The answer must be the complete listing, reproduced exactly.

"""

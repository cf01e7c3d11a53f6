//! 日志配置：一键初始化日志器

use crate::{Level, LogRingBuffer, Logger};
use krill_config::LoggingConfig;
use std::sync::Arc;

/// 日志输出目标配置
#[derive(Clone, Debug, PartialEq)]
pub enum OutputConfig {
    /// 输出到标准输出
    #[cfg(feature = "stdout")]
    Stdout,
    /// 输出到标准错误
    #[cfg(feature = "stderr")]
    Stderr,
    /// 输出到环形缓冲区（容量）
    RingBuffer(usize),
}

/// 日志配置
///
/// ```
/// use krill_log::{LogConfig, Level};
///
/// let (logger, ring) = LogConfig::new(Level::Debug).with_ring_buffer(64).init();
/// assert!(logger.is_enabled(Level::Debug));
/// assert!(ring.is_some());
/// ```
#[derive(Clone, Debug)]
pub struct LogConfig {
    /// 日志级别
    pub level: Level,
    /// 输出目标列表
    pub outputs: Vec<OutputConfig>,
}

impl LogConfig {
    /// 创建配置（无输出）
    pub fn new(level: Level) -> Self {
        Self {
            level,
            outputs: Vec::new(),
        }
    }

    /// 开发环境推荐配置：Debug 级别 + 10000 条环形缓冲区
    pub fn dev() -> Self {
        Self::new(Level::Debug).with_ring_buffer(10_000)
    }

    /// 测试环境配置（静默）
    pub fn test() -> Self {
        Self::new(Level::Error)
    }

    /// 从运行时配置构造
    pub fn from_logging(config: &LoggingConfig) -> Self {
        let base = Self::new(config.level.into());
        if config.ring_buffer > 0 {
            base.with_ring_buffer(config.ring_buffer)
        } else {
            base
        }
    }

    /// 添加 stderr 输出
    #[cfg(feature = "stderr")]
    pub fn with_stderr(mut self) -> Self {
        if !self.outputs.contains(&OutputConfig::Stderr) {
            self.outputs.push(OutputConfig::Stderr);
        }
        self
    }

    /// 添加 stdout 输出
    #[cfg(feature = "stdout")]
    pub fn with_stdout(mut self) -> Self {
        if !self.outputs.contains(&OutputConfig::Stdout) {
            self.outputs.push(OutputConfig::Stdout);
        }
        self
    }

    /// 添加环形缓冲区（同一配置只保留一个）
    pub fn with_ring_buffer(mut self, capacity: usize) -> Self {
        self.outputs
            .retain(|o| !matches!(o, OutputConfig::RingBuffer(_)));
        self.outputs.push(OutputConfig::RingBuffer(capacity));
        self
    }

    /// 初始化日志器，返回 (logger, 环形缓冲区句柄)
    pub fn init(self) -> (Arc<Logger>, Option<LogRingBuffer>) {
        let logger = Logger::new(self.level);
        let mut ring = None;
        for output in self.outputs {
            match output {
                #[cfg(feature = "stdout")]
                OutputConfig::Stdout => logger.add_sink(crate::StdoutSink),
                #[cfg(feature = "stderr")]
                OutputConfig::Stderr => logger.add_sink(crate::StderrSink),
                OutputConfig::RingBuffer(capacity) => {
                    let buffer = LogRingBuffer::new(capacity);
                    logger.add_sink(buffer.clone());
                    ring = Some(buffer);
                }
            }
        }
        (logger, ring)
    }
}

"""

▶ _Exercise result_:
repository cf01e7c3d11a53f6
//! 日志配置：一键初始化日志器

use crate::{Level, LogRingBuffer, Logger};
use krill_config::LoggingConfig;
use std::sync::Arc;

/// 日志输出目标配置
#[derive(Clone, Debug, PartialEq)]
pub enum OutputConfig {
    /// 输出到标准输出
    #[cfg(feature = "stdout")]
    Stdout,
    /// 输出到标准错误
    #[cfg(feature = "stderr")]
    Stderr,
    /// 输出到环形缓冲区（容量）
    RingBuffer(usize),
}

/// 日志配置
///
/// ```
/// use krill_log::{LogConfig, Level};
///
/// let (logger, ring) = LogConfig::new(Level::Debug).with_ring_buffer(64).init();
/// assert!(logger.is_enabled(Level::Debug));
/// assert!(ring.is_some());
/// ```
#[derive(Clone, Debug)]
pub struct LogConfig {
    /// 日志级别
    pub level: Level,
    /// 输出目标列表
    pub outputs: Vec<OutputConfig>,
}

impl LogConfig {
    /// 创建配置（无输出）
    pub fn new(level: Level) -> Self {
        Self {
            level,
            outputs: Vec::new(),
        }
    }

    /// 开发环境推荐配置：Debug 级别 + 10000 条环形缓冲区
    pub fn dev() -> Self {
        Self::new(Level::Debug).with_ring_buffer(10_000)
    }

    /// 测试环境配置（静默）
    pub fn test() -> Self {
        Self::new(Level::Error)
    }

    /// 从运行时配置构造
    pub fn from_logging(config: &LoggingConfig) -> Self {
        let base = Self::new(config.level.into());
        if config.ring_buffer > 0 {
            base.with_ring_buffer(config.ring_buffer)
        } else {
            base
        }
    }

    /// 添加 stderr 输出
    #[cfg(feature = "stderr")]
    pub fn with_stderr(mut self) -> Self {
        if !self.outputs.contains(&OutputConfig::Stderr) {
            self.outputs.push(OutputConfig::Stderr);
        }
        self
    }

    /// 添加 stdout 输出
    #[cfg(feature = "stdout")]
    pub fn with_stdout(mut self) -> Self {
        if !self.outputs.contains(&OutputConfig::Stdout) {
            self.outputs.push(OutputConfig::Stdout);
        }
        self
    }

    /// 添加环形缓冲区（同一配置只保留一个）
    pub fn with_ring_buffer(mut self, capacity: usize) -> Self {
        self.outputs
            .retain(|o| !matches!(o, OutputConfig::RingBuffer(_)));
        self.outputs.push(OutputConfig::RingBuffer(capacity));
        self
    }

    /// 初始化日志器，返回 (logger, 环形缓冲区句柄)
    pub fn init(self) -> (Arc<Logger>, Option<LogRingBuffer>) {
        let logger = Logger::new(self.level);
        let mut ring = None;
        for output in self.outputs {
            match output {
                #[cfg(feature = "stdout")]
                OutputConfig::Stdout => logger.add_sink(crate::StdoutSink),
                #[cfg(feature = "stderr")]
                OutputConfig::Stderr => logger.add_sink(crate::StderrSink),
                OutputConfig::RingBuffer(capacity) => {
                    let buffer = LogRingBuffer::new(capacity);
                    logger.add_sink(buffer.clone());
                    ring = Some(buffer);
                }
            }
        }
        (logger, ring)
    }
}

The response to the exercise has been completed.